When healthy teeth are exposed to the wavelength of the diode laser, they don't glow or fluoresce, so the reading on the digital display is low. But decayed teeth glow in proportion to the amount of decay, resulting in higher readings on the display.
The diode laser doesn’t always work with teeth that already have fillings, but for other teeth, it could mean earlier detection of cavities. Note also that the diode laser does not replace X-rays; it detects decay in grooves on the chewing surface, while bitewing X-rays can find decay between and inside teeth.
Faster Dental Care: CAD/CAM Technology
The CAD in this technology stands for “computer-assisted design,” and the CAM for “computer-assisted manufacture.” Together, they translate into fewer dental visits to complete procedures such as crowns and bridges.

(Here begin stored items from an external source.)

//! Error Types for the Weather API
//!
//! Every handler failure is rendered as `{"code": ..., "message": ...}` with
//! the HTTP status implied by its [`ErrorCode`].

use axum::{
    http::StatusCode,
    response::{IntoResponse, Response},
    Json,
};
use serde::{Deserialize, Serialize};
use std::fmt;
use thiserror::Error;
use weather_core::{ConfigError, OriginError, StorageError, ValidationError};

// ============================================================================
// ERROR CODE ENUM
// ============================================================================

/// Error codes for API responses.
#[derive(Debug, Clone, Copy, PartialEq, Eq, Hash, Serialize, Deserialize)]
#[cfg_attr(feature = "openapi", derive(utoipa::ToSchema))]
#[serde(rename_all = "SCREAMING_SNAKE_CASE")]
pub enum ErrorCode {
    // ========================================================================
    // Client Errors (400, 404)
    // ========================================================================
    /// Request contains invalid input data
    InvalidInput,

    /// The weather provider does not know the requested city
    CityNotFound,

    // ========================================================================
    // Upstream Errors (502, 504)
    // ========================================================================
    /// The weather provider failed or answered with garbage
    UpstreamFailure,

    /// The lookup did not finish within the request timeout
    Timeout,

    // ========================================================================
    // Server Errors (500, 503)
    // ========================================================================
    /// Internal server error
    InternalError,

    /// A backing store needed to serve the request is unavailable
    ServiceUnavailable,
}

impl ErrorCode {
    /// Get the HTTP status code for this error code.
    pub fn status_code(&self) -> StatusCode {
        match self {
            ErrorCode::InvalidInput => StatusCode::BAD_REQUEST,
            ErrorCode::CityNotFound => StatusCode::NOT_FOUND,
            ErrorCode::UpstreamFailure => StatusCode::BAD_GATEWAY,
            ErrorCode::Timeout => StatusCode::GATEWAY_TIMEOUT,
            ErrorCode::ServiceUnavailable => StatusCode::SERVICE_UNAVAILABLE,
            ErrorCode::InternalError => StatusCode::INTERNAL_SERVER_ERROR,
        }
    }

    /// Get a default message for this error code.
    pub fn default_message(&self) -> &'static str {
        match self {
            ErrorCode::InvalidInput => "Invalid input data",
            ErrorCode::CityNotFound => "City not found",
            ErrorCode::UpstreamFailure => "Weather provider request failed",
            ErrorCode::Timeout => "Operation timed out",
            ErrorCode::InternalError => "Internal server error",
            ErrorCode::ServiceUnavailable => "Service temporarily unavailable",
        }
    }
}

impl fmt::Display for ErrorCode {
    fn fmt(&self, f: &mut fmt::Formatter<'_>) -> fmt::Result {
        write!(f, "{:?}", self)
    }
}

// ============================================================================
// API ERROR STRUCT
// ============================================================================

/// Structured error response for API operations.
#[derive(Debug, Clone, PartialEq, Serialize, Deserialize, Error)]
#[cfg_attr(feature = "openapi", derive(utoipa::ToSchema))]
#[error("{code}: {message}")]
pub struct ApiError {
    /// Error code categorizing the error
    pub code: ErrorCode,

    /// Human-readable error message
    pub message: String,
}

impl ApiError {
    /// Create a new API error with the given code and message.
    pub fn new(code: ErrorCode, message: impl Into<String>) -> Self {
        Self {
            code,
            message: message.into(),
        }
    }

    /// Create a new API error with the given code, using the default message.
    pub fn from_code(code: ErrorCode) -> Self {
        Self::new(code, code.default_message())
    }

    pub fn status_code(&self) -> StatusCode {
        self.code.status_code()
    }

    // ========================================================================
    // Convenience constructors for common errors
    // ========================================================================

    pub fn invalid_input(message: impl Into<String>) -> Self {
        Self::new(ErrorCode::InvalidInput, message)
    }

    pub fn city_not_found(city: impl fmt::Display) -> Self {
        Self::new(ErrorCode::CityNotFound, format!("City '{}' not found", city))
    }

    pub fn upstream_failure(message: impl Into<String>) -> Self {
        Self::new(ErrorCode::UpstreamFailure, message)
    }

    pub fn timeout(message: impl Into<String>) -> Self {
        Self::new(ErrorCode::Timeout, message)
    }

    pub fn internal_error(message: impl Into<String>) -> Self {
        Self::new(ErrorCode::InternalError, message)
    }

    pub fn service_unavailable(message: impl Into<String>) -> Self {
        Self::new(ErrorCode::ServiceUnavailable, message)
    }
}

// ============================================================================
// AXUM INTEGRATION
// ============================================================================

impl IntoResponse for ApiError {
    fn into_response(self) -> Response {
        let status = self.status_code();
        if status.is_server_error() {
            tracing::warn!(code = %self.code, message = %self.message, "Request failed");
        }
        (status, Json(self)).into_response()
    }
}

// ============================================================================
// DOMAIN ERROR CONVERSIONS
// ============================================================================

impl From<OriginError> for ApiError {
    fn from(err: OriginError) -> Self {
        match err {
            OriginError::CityNotFound { city } => Self::city_not_found(city),
            other => Self::upstream_failure(other.to_string()),
        }
    }
}

impl From<ValidationError> for ApiError {
    fn from(err: ValidationError) -> Self {
        Self::invalid_input(err.to_string())
    }
}

impl From<ConfigError> for ApiError {
    fn from(err: ConfigError) -> Self {
        Self::internal_error(err.to_string())
    }
}

impl From<StorageError> for ApiError {
    fn from(err: StorageError) -> Self {
        Self::service_unavailable(err.to_string())
    }
}

/// Result type alias for API operations.
pub type ApiResult<T> = Result<T, ApiError>;

// ============================================================================
// TESTS
// ============================================================================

Traditionally when a patient needs a crown, a dentist must make a mold of the tooth and fashion a temporary crown, then wait for the dental laboratory to make a permanent one. With CAD/CAM technology, the tooth is drilled to prepare it for the crown and a picture is taken with a computer. This image is then relayed to a machine that makes the crown right in the office.
Thinner Veneers Preserve More Tooth
Veneers are the thin, custom-made shells or moldings that are used to cover the front of crooked or otherwise unattractive teeth. New materials now make it possible to create even thinner veneers that are just as strong.
What’s the advantage for you? Preparing a tooth for a veneer – which involves reshaping the tooth to allow for the added thickness of the veneer -- can be minimal with the thinner veneers. Less of the tooth surface must be reduced and more of the natural tooth is kept intact.
Better Bonding and Filling Materials
If you've chipped a tooth, you can have it fixed to look more natural than it would have in the past, thanks to improvements in bonding material and bonding techniques.
Today's bonding material is a resin (plastic), which is shinier and longer lasting than the substance used in the past. Often, dentists will put layers of resin on a tooth to bond and repair it. Because of the wider range of shades available, they can better blend the bonding material to the tooth’s natural color.
In restorations, when a cavity needs to be filled, many dentists have also abandoned amalgams for "tooth-colored" composite or porcelain fillings, which look more natural.